_Saved data entries_:
>>>>>

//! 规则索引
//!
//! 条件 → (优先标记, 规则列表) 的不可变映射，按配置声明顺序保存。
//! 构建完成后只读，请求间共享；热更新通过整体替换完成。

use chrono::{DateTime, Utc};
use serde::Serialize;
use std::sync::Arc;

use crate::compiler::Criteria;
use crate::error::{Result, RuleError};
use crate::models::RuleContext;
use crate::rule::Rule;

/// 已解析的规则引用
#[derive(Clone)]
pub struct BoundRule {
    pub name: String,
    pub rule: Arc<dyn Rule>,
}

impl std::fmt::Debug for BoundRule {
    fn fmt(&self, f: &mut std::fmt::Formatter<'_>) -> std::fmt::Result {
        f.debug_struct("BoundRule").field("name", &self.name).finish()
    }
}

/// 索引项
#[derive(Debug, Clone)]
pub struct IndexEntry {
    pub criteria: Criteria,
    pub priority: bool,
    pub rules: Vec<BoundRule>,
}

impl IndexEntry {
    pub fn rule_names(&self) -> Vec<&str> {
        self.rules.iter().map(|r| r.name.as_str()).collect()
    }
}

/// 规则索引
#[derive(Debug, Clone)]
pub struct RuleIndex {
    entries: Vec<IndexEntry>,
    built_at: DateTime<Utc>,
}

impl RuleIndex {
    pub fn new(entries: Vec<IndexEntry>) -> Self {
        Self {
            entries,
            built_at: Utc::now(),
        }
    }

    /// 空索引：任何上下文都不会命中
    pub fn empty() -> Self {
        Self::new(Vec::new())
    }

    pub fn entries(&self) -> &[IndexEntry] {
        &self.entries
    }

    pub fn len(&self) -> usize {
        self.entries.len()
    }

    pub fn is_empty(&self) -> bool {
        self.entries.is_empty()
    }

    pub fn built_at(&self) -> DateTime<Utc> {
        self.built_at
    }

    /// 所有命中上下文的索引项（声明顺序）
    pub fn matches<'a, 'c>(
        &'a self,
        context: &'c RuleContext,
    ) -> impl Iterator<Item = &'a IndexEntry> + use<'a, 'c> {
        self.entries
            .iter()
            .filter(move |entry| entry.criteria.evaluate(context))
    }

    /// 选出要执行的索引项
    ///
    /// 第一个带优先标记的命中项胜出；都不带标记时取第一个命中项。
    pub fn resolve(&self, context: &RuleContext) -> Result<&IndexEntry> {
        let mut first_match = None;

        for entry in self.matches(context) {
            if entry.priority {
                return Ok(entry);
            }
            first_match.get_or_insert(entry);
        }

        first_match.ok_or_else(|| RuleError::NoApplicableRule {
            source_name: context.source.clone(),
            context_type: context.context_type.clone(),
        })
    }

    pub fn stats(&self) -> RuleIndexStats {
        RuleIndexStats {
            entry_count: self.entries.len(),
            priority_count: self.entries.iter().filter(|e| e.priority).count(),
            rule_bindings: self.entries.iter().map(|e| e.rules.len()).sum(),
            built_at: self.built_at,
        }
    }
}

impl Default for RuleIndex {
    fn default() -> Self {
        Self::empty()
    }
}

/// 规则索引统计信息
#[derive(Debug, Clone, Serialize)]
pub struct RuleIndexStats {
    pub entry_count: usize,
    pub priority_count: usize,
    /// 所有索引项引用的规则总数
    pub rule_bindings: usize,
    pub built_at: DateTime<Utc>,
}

<<<<<
>>>>>

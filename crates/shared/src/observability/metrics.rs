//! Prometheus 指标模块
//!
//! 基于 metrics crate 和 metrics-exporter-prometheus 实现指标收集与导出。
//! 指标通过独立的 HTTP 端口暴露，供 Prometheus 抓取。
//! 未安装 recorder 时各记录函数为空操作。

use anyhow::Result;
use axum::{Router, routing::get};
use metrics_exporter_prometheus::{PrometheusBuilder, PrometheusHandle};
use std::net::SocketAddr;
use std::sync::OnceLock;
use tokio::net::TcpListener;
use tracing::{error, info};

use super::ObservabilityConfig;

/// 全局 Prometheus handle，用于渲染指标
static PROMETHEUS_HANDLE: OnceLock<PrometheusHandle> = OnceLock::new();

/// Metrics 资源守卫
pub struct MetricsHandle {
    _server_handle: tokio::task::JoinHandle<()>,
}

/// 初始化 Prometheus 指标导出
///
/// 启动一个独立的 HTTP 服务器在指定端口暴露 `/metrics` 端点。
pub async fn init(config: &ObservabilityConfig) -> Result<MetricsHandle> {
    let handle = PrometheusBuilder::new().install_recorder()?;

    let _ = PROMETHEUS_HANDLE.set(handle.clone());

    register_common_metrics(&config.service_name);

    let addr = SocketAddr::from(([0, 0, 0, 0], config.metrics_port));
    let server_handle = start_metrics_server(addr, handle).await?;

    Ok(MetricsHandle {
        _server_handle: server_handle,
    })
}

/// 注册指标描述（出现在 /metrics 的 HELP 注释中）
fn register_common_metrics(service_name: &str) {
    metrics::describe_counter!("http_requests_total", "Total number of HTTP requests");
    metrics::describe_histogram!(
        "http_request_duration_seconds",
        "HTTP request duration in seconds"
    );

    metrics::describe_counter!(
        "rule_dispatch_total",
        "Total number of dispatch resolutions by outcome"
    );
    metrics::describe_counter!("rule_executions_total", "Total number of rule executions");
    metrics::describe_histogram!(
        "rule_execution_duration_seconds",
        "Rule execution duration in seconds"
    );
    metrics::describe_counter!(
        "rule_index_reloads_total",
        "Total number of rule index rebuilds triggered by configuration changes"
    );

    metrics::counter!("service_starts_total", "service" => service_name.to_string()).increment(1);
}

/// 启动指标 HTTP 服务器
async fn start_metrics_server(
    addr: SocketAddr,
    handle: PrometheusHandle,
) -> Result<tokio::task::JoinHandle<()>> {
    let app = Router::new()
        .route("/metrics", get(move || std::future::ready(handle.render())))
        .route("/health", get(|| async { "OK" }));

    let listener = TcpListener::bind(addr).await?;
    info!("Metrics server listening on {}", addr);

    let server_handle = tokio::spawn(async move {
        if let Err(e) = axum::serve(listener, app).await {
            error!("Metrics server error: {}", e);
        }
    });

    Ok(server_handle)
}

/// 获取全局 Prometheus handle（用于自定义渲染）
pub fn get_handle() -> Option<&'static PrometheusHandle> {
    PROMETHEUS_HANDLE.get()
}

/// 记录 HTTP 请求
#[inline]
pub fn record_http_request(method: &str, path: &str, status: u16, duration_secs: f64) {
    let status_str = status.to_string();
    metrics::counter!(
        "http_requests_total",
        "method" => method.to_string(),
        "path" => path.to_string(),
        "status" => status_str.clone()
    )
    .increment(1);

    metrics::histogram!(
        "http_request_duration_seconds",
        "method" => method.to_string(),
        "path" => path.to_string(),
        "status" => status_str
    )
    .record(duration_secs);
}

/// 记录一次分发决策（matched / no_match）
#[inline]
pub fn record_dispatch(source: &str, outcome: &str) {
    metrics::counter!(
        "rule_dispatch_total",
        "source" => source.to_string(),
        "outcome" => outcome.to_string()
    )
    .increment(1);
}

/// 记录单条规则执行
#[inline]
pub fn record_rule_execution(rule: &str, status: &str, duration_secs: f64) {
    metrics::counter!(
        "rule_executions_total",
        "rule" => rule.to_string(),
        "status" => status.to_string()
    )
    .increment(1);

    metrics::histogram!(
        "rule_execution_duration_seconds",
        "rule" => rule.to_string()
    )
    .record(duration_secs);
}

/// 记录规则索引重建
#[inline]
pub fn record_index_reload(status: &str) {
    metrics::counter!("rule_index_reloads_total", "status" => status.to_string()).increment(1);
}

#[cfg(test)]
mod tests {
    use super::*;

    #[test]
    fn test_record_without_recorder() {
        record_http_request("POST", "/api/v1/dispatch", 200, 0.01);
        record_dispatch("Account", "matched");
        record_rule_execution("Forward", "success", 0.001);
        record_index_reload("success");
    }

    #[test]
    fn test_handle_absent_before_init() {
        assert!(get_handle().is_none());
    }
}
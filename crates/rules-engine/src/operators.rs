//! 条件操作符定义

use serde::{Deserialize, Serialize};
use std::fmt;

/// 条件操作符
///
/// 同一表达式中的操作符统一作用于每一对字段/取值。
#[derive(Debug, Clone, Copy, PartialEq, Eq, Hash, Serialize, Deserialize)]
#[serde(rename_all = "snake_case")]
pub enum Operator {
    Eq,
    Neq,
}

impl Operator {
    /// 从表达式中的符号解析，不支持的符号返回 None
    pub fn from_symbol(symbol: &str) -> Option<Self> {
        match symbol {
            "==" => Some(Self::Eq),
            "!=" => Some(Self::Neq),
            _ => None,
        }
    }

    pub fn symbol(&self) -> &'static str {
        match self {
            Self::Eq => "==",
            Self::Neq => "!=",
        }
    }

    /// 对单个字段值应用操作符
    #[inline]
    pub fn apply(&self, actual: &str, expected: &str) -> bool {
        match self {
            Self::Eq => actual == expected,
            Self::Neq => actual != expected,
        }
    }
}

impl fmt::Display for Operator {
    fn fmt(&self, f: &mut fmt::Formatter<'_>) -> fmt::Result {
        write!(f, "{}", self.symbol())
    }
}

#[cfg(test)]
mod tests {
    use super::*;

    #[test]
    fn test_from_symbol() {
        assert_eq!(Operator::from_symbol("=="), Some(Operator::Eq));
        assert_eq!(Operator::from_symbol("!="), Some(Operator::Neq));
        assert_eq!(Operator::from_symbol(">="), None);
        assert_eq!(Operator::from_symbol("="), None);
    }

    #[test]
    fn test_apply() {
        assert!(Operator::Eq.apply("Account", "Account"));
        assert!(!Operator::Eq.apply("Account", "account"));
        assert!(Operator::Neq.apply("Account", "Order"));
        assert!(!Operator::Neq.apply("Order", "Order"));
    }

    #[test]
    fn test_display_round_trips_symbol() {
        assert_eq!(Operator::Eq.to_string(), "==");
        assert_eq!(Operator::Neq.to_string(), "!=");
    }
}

<<<<<

_YOUR ASSIGNMENT_:
In the records above, how many lines hold the string "Deserialize"? Give the number only.

_TASK SOLUTION_:
2